**Work instructions**
When the word "Self" shows up in a line of the data below, copy that whole line.

**Data shown**
-----

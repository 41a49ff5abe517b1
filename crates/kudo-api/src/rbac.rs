//! Minimal RBAC model.
//!
//! Policy subjects and role references use the Kubernetes RBAC vocabulary;
//! the `RoleBinding` type mirrors the live resource the RoleBinding grant
//! provider creates and inspects through the external RBAC API.

use serde::{Deserialize, Serialize};

use crate::meta::ObjectMeta;

/// API group of the Kubernetes RBAC resources.
pub const RBAC_GROUP: &str = "rbac.authorization.k8s.io";

/// Kind of principal a [`Subject`] names.
#[derive(Debug, Clone, Copy, PartialEq, Eq, Serialize, Deserialize)]
pub enum SubjectKind {
    /// A single authenticated user.
    User,
    /// A group of authenticated users.
    Group,
}

/// A principal allowed to use an escalation policy, or granted by a binding.
#[derive(Debug, Clone, PartialEq, Eq, Serialize, Deserialize)]
pub struct Subject {
    /// Whether this subject names a user or a group.
    pub kind: SubjectKind,
    /// Principal name, as reported by the authentication layer.
    pub name: String,
}

impl Subject {
    /// A user subject.
    pub fn user(name: impl Into<String>) -> Self {
        Subject {
            kind: SubjectKind::User,
            name: name.into(),
        }
    }

    /// A group subject.
    pub fn group(name: impl Into<String>) -> Self {
        Subject {
            kind: SubjectKind::Group,
            name: name.into(),
        }
    }
}

/// Reference to the role a binding grants.
#[derive(Debug, Clone, Default, PartialEq, Eq, Serialize, Deserialize)]
#[serde(rename_all = "camelCase")]
pub struct RoleRef {
    /// API group of the referenced role.
    pub api_group: String,
    /// `Role` or `ClusterRole`.
    pub kind: String,
    /// Name of the referenced role.
    pub name: String,
}

/// A live role binding, as observed through the external RBAC API.
#[derive(Debug, Clone, Default, PartialEq, Serialize, Deserialize)]
#[serde(rename_all = "camelCase")]
pub struct RoleBinding {
    /// Object metadata; `namespace` lives in [`RoleBinding::namespace`]
    /// because bindings are namespaced while kudo objects are not.
    pub metadata: ObjectMeta,
    /// Namespace the binding takes effect in.
    pub namespace: String,
    /// Principals the binding grants the role to.
    pub subjects: Vec<Subject>,
    /// The granted role.
    pub role_ref: RoleRef,
}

-----

**Result below**
    pub fn user(name: impl Into<String>) -> Self {
    pub fn group(name: impl Into<String>) -> Self {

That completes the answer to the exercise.